# ISO guide for brookies on AuSable



## Clockwise (Jan 26, 2019)

Just like the title says, I’m looking for a guide upper AuSable area.
Would prefer to wade and spin cast (bring my own gear)
I’ve got the bite for searching for brook trout and I have been incredibly unsuccessful on my own so far. I know that particular species is a heavily guarded secret, especially LP. DMs are welcome, if you prefer.


----------



## Fishndude (Feb 22, 2003)

You might be better off looking at Google Maps for road crossings of smaller tribs of the Ausable, where you can go brush-busting on public land. Be careful about gear restrictions. You don't want to throw hardware, or bait in any flies-only water. Brookies love worms.


----------



## Fishfighter (Dec 20, 2009)

A good way to locate streams they are in would be to go out after a good rain and hit as many culverts and bridge crossings over the feeder streams as possible using worms. Catch a brookie and mark it on a map as a stream to bush whack and fish more. You will catch them in places you don't expect.


----------



## Clockwise (Jan 26, 2019)

Solid advice, you guys
Thank you!!!! I’ll start doing some research


----------



## Clockwise (Jan 26, 2019)

Last general question… if I find a spot and I’m catching creek chubs, and baby perch, is that whole stream a no go? Or do I need to go up/down looking for something else?


----------



## Fishndude (Feb 22, 2003)

I catch Chubs in most Brook Trout streams. Any stream that makes you think, "gee, should I really be wet-wading?," is probably cool enough for Specks.


----------



## B.Jarvinen (Jul 12, 2014)

To me, Chubs are a sign that the water is warmer and Brookie habitat is not as good as it could be.

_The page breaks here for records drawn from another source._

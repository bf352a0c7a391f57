/// Model families that accept an extended-thinking budget.
const THINKING_MODEL_PATTERNS: &[&str] = &[
    "claude-3-7-sonnet",
    "claude-sonnet-4",
    "claude-opus-4",
    "claude-haiku-4",
];

/// Whether `model_id` supports extended thinking. Matches on the model
/// family, so dated and region-prefixed identifiers are recognised too.
pub fn supports_thinking(model_id: &str) -> bool {
    let model_id = model_id.to_ascii_lowercase();
    THINKING_MODEL_PATTERNS
        .iter()
        .any(|pattern| model_id.contains(pattern))
}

So a key accessory for Brookie fishing is a thermometer. And, a map. Actually, lots of maps. You can’t have too many maps for Brook Trout fishing, and Google Maps is one of the least useful. It’s much more like hunting than any other kind of fishing. 

Streams coming out of lakes are usually too warm for Brookies in particular; sometimes for all Trout. Sometimes such streams do cool down via ground water inputs as they get farther from a lake source. 

Brown Trout can handle warmer water than Brookies. But where there are Brown Trout, there are a lot less Brookies. Same for waters that host fish coming in from the Great Lakes. They might still hold Brookies, and occasionally grow a really nice Brookie, but the Brookies have more competition for the resources in the stream. 

As for the Au Sable, I haven’t fished it and don’t plan to. But it is surely in the top 3 most famous Trout waters in Michigan. Famous waters are not always good Brook Trout waters. 

So the solution is to start hunting Brook Trout in the watersheds to the north of the big Au Sable drainage. The further north you go, and after a certain point, the further west you go, the better the Brook Trout fishing gets. Until you find yourself in Wisconsin, where the Brook Trout fishing just ain’t that great again - lakes, everywhere. 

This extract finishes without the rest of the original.